Problem to work on >> Your answer is to be every line of the material that includes the string "else".
** Excerpted data follows **
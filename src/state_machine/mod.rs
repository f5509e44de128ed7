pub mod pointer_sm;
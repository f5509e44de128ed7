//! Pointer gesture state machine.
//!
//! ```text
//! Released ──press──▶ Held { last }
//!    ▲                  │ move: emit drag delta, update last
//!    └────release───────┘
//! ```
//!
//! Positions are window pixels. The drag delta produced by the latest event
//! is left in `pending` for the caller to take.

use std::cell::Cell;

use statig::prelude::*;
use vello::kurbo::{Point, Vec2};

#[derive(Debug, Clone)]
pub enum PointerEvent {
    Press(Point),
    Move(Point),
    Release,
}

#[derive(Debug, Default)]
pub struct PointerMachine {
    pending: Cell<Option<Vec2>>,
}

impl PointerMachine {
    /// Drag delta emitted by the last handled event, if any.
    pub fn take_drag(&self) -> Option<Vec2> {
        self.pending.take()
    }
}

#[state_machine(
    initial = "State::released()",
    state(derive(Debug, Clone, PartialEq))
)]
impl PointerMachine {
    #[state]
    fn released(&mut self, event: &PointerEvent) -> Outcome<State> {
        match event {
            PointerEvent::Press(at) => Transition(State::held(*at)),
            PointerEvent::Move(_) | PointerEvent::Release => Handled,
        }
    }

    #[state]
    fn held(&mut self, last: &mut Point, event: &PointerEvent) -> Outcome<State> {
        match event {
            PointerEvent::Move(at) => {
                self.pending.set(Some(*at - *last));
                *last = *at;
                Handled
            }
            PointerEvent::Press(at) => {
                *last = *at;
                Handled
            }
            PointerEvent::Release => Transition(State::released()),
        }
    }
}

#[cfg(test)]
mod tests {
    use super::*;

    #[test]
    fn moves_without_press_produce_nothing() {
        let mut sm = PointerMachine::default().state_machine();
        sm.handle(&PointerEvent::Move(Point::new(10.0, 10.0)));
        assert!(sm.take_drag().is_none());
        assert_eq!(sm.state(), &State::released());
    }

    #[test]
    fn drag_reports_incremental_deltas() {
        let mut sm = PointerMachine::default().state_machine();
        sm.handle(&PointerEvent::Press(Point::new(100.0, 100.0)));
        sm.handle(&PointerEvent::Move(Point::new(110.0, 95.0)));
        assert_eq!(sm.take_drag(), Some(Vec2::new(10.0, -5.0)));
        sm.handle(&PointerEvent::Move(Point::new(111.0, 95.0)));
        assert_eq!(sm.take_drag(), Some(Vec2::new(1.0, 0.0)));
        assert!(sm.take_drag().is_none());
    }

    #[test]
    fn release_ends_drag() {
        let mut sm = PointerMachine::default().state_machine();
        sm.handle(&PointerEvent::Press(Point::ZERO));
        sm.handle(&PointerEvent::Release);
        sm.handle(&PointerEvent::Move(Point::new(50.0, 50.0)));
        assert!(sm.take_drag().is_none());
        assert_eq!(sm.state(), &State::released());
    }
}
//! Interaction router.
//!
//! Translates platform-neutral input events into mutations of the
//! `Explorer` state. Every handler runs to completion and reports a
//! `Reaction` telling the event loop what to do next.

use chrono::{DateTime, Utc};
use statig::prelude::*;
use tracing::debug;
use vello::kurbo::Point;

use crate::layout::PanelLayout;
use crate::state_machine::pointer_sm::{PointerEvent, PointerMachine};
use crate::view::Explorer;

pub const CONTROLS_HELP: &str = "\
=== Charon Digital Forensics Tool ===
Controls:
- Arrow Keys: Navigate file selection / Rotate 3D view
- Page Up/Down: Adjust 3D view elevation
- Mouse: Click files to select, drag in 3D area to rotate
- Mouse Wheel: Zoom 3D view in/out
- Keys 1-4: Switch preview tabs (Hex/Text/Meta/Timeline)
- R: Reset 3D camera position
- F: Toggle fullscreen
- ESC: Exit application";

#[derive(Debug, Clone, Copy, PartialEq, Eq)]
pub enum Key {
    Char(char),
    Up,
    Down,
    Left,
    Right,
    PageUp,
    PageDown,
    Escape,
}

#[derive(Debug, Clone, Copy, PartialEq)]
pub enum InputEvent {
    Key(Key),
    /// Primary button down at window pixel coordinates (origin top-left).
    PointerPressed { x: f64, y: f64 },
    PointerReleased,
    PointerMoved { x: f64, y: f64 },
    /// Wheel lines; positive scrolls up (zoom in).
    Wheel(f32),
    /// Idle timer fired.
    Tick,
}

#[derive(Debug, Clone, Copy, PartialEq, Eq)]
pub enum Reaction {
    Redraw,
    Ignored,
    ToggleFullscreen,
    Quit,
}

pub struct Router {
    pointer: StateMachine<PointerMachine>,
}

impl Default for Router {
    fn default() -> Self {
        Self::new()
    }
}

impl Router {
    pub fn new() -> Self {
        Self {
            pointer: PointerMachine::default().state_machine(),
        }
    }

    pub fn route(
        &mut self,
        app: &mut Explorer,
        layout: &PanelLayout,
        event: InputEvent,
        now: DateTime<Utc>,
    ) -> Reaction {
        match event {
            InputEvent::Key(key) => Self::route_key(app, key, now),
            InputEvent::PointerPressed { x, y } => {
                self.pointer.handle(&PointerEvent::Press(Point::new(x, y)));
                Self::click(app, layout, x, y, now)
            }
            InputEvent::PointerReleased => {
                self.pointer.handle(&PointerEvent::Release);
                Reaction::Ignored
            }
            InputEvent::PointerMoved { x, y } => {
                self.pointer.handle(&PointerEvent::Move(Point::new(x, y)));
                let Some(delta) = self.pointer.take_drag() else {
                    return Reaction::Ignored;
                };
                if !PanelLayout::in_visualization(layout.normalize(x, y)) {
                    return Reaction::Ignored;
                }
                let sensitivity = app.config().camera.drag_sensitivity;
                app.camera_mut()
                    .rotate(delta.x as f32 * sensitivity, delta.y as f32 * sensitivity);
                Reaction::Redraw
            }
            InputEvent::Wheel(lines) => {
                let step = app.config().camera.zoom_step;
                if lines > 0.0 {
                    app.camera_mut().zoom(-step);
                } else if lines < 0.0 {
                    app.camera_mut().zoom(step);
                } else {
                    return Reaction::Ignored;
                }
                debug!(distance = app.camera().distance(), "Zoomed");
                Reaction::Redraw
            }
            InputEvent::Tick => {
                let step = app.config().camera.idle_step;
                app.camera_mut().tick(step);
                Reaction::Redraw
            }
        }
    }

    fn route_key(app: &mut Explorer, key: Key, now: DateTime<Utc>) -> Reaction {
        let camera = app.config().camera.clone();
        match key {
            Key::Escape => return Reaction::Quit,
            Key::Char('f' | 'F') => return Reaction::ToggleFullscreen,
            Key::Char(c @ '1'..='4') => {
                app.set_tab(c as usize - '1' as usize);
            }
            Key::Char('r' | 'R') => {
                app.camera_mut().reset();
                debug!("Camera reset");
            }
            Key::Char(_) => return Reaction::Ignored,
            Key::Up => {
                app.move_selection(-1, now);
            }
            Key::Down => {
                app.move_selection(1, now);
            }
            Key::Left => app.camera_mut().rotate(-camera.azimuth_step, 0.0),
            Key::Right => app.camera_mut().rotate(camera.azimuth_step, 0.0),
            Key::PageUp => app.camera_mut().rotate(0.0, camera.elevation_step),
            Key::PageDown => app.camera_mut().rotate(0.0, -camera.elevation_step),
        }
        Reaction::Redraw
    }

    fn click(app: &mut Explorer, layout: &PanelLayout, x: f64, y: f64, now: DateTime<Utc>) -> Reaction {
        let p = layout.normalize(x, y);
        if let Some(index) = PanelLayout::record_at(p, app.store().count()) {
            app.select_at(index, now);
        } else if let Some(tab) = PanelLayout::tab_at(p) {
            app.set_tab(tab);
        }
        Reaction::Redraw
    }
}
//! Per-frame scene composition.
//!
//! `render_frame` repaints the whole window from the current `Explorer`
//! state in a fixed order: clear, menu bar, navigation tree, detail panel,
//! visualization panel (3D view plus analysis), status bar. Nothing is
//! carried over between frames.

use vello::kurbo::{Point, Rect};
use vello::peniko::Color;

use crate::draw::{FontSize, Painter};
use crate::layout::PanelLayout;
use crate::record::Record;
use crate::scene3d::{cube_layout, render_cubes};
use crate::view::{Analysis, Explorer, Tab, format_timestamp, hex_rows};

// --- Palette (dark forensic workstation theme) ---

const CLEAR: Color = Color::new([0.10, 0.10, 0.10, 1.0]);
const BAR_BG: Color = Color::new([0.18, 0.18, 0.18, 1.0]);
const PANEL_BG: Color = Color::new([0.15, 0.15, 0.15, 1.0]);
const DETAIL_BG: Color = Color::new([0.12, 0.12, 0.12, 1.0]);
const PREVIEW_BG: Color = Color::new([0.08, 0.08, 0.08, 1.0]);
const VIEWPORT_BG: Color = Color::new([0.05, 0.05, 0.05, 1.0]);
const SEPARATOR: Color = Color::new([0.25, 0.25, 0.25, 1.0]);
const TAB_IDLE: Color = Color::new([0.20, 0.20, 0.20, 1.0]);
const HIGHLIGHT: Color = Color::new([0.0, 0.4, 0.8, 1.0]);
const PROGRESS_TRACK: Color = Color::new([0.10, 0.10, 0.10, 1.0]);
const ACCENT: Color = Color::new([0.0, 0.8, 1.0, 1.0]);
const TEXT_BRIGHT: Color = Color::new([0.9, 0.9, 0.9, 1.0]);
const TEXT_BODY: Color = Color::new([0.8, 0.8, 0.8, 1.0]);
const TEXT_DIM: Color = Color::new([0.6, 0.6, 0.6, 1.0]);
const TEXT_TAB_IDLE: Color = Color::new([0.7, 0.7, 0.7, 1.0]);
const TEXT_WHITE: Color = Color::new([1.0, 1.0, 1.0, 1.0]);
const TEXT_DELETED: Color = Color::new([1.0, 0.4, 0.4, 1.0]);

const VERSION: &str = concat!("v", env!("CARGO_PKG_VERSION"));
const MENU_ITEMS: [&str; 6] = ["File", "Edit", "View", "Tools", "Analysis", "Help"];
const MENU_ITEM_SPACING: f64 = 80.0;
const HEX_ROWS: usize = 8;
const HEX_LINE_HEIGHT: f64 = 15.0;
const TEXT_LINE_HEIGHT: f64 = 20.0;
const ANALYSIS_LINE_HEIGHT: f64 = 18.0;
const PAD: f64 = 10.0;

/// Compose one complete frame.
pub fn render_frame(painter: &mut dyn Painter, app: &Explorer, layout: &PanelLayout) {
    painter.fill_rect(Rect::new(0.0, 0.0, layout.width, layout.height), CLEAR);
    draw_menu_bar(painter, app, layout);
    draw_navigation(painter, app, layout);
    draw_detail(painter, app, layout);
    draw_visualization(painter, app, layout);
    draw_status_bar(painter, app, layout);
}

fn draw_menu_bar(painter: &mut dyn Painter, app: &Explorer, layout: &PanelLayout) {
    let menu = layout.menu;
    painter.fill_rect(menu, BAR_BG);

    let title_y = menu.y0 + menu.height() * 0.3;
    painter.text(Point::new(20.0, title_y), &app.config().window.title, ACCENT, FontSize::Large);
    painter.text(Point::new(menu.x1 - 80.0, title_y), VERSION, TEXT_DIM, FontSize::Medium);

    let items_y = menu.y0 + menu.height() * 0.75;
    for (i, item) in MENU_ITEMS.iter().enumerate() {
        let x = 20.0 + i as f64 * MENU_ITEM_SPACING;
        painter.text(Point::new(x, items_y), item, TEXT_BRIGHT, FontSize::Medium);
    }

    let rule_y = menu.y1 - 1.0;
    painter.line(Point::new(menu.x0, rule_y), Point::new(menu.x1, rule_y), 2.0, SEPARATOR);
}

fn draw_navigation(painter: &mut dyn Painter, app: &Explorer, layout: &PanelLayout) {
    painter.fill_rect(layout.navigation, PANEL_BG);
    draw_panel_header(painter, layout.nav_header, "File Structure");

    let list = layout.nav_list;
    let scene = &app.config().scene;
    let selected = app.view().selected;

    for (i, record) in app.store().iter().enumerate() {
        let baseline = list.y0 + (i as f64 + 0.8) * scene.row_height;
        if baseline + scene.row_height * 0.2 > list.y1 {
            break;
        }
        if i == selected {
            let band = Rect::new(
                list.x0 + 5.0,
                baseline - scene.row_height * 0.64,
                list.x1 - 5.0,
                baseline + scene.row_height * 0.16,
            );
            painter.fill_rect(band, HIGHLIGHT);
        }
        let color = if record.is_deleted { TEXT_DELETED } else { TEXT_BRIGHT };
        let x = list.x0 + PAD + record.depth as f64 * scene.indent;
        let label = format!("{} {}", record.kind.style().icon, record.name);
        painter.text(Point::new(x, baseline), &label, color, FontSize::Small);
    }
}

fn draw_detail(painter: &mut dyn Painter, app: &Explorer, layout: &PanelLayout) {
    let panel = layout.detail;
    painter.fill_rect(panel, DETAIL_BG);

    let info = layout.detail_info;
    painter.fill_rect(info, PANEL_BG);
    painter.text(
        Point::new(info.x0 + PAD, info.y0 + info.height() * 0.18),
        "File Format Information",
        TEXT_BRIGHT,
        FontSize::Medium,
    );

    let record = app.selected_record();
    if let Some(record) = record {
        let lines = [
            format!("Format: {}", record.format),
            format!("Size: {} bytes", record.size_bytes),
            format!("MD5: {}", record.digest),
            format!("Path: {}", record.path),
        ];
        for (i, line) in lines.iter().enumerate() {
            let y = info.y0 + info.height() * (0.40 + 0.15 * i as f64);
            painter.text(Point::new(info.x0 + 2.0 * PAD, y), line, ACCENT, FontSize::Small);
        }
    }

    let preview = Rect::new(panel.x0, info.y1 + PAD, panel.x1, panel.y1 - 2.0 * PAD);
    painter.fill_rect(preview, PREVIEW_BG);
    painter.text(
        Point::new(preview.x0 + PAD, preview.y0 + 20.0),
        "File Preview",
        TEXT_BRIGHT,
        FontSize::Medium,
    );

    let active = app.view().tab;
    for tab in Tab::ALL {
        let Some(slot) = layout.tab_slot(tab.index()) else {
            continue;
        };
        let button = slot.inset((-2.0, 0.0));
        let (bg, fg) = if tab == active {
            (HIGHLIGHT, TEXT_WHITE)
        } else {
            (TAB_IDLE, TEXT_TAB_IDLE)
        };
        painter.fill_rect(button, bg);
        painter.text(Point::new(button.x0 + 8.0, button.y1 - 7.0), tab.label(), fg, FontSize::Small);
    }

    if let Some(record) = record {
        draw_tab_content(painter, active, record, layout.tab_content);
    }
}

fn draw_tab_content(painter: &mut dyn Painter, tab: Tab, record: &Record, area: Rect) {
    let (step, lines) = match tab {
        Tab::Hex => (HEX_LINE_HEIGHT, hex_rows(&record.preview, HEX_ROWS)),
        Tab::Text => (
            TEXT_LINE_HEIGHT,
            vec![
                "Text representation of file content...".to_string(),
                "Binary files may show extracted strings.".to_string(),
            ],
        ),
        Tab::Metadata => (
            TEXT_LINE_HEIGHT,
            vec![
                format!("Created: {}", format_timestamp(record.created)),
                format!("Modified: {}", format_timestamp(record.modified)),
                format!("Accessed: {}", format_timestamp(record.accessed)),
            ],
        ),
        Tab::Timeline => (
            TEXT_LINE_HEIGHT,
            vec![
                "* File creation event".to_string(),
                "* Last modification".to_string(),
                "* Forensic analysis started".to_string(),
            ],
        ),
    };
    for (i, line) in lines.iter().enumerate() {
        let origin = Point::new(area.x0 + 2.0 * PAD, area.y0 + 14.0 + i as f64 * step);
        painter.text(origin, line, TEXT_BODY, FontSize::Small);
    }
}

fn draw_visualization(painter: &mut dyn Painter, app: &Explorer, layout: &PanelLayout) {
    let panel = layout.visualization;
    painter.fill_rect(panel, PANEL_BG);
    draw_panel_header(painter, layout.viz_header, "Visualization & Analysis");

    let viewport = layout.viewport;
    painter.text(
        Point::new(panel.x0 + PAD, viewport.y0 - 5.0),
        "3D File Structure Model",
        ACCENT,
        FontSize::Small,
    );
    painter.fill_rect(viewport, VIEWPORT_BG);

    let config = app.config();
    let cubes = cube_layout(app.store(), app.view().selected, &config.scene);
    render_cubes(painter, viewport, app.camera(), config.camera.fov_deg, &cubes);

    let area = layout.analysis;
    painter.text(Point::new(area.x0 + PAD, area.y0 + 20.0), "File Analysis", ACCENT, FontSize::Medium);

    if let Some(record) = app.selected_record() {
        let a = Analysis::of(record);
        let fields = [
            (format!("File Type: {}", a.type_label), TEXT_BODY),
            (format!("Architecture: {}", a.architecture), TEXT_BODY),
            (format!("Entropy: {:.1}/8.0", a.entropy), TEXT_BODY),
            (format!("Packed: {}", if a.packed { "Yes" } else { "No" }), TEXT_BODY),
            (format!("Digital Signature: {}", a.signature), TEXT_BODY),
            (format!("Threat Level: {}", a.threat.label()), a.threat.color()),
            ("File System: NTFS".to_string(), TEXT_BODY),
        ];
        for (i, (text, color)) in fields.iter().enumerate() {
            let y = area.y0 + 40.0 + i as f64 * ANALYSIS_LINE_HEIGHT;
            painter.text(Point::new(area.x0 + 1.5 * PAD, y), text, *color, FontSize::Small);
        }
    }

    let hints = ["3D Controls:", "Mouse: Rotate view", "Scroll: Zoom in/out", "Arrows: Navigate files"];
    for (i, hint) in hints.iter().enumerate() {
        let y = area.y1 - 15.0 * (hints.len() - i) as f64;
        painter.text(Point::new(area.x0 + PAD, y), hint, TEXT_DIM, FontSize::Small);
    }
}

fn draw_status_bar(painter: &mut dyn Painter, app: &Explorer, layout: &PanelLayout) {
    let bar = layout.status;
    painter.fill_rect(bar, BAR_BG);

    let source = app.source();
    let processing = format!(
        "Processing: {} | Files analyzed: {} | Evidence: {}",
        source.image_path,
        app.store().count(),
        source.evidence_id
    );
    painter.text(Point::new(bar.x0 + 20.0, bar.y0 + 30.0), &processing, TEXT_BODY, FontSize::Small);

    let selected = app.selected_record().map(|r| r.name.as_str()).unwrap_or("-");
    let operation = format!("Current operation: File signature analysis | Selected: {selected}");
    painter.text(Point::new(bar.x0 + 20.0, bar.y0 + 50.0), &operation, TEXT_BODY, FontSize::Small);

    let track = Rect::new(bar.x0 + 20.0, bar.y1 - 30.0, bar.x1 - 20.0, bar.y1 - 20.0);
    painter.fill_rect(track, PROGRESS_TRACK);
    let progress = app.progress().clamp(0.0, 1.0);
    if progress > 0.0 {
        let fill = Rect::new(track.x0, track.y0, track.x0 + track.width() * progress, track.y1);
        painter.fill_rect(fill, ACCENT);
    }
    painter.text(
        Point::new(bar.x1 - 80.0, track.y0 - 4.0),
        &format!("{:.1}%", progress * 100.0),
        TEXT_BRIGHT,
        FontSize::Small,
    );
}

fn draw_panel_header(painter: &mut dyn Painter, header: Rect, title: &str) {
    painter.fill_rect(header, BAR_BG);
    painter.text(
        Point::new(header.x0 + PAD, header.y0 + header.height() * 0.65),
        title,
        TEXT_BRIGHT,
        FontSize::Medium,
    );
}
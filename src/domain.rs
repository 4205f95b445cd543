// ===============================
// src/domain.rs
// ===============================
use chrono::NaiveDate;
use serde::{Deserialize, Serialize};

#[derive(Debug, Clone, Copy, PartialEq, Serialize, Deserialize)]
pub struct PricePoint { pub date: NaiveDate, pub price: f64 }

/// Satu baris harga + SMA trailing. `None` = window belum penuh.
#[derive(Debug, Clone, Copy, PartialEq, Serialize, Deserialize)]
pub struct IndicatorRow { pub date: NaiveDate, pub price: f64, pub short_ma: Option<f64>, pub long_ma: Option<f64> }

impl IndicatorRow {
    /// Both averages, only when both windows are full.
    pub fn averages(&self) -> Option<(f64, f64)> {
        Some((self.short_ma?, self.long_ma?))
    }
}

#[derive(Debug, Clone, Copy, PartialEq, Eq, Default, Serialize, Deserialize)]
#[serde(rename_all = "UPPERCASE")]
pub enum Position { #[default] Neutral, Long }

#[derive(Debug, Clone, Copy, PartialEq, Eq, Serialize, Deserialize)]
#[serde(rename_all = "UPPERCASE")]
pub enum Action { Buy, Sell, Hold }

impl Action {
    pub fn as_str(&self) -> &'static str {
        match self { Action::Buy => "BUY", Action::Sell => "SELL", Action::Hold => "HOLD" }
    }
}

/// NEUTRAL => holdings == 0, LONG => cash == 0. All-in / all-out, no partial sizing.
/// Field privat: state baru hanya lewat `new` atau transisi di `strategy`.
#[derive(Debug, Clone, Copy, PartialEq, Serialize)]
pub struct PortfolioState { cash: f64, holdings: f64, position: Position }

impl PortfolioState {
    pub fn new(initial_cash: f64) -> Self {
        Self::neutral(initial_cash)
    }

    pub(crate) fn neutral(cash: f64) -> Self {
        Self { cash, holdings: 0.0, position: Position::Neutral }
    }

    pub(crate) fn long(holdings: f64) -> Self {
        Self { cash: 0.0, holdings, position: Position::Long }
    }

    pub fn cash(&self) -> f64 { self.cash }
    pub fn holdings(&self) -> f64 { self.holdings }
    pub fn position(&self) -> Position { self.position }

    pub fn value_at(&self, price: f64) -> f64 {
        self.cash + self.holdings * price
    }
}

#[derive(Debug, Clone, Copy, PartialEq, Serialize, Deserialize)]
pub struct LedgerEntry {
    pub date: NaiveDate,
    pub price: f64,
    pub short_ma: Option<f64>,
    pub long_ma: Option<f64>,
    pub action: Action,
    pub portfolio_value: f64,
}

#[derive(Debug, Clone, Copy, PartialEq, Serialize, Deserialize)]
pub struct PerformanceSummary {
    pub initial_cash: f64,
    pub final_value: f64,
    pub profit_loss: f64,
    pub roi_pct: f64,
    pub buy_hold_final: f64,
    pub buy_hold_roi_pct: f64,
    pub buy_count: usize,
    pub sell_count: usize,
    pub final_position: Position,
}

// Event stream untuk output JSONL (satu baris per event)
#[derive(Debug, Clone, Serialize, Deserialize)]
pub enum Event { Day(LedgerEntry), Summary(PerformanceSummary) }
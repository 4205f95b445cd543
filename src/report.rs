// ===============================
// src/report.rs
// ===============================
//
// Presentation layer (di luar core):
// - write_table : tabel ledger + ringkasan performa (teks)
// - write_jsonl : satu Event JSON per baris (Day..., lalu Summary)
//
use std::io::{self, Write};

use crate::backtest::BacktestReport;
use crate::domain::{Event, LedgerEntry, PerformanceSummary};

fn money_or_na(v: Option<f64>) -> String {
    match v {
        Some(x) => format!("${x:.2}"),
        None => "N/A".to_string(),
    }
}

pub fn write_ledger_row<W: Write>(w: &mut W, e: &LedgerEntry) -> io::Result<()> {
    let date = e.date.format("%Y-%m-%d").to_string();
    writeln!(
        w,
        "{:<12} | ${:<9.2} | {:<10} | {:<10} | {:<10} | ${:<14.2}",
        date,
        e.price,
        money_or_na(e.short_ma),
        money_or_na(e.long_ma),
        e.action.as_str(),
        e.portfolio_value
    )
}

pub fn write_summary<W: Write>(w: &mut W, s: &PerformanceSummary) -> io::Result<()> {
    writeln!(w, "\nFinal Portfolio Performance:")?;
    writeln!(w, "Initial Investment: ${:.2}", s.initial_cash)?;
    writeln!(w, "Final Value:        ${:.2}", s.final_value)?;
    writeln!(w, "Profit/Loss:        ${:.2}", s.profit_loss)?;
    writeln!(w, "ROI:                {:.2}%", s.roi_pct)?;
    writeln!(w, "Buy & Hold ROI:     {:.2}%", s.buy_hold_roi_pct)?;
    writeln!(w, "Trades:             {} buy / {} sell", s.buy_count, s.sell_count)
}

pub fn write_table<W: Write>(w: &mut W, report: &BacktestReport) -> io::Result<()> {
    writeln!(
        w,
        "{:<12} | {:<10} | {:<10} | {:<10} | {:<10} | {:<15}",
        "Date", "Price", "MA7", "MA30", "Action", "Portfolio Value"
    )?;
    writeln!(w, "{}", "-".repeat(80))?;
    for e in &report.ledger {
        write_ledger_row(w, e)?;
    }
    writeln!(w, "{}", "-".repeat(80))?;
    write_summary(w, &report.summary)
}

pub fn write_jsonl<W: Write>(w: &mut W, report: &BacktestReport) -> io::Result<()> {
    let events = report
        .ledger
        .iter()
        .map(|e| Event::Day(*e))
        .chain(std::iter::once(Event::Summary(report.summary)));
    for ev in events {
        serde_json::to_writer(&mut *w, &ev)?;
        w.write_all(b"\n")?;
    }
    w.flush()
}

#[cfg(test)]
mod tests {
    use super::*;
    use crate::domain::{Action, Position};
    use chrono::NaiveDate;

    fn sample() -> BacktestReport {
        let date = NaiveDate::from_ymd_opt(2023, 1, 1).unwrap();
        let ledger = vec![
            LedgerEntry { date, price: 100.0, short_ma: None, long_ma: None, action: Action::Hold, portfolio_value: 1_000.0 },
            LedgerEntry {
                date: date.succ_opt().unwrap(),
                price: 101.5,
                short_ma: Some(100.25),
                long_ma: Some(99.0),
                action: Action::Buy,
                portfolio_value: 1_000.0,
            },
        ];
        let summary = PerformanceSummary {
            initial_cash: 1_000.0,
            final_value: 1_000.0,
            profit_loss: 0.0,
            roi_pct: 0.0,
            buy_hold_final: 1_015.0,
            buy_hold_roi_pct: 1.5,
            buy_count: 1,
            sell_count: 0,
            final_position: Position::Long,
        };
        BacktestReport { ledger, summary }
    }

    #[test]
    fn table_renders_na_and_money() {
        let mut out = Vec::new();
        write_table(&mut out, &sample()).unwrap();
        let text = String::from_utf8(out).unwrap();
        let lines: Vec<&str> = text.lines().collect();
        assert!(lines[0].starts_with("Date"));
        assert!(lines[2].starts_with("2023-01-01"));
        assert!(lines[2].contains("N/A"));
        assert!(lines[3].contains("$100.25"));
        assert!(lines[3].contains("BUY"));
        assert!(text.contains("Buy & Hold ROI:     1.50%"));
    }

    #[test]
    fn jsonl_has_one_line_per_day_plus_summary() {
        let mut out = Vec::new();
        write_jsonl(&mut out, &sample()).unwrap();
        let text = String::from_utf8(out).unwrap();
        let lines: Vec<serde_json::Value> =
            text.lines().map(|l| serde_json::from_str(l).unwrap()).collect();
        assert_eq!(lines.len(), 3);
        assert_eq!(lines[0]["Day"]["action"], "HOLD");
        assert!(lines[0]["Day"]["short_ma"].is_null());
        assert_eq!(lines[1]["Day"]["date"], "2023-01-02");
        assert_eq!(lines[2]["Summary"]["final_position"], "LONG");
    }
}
** End of Excerpted data **
Result for this exercise >>
                let Some(delta) = self.pointer.take_drag() else {
                } else if lines < 0.0 {
                } else {
        } else if let Some(tab) = PanelLayout::tab_at(p) {
        let color = if record.is_deleted { TEXT_DELETED } else { TEXT_BRIGHT };
        let Some(slot) = layout.tab_slot(tab.index()) else {
        } else {
            (format!("Packed: {}", if a.packed { "Yes" } else { "No" }), TEXT_BODY),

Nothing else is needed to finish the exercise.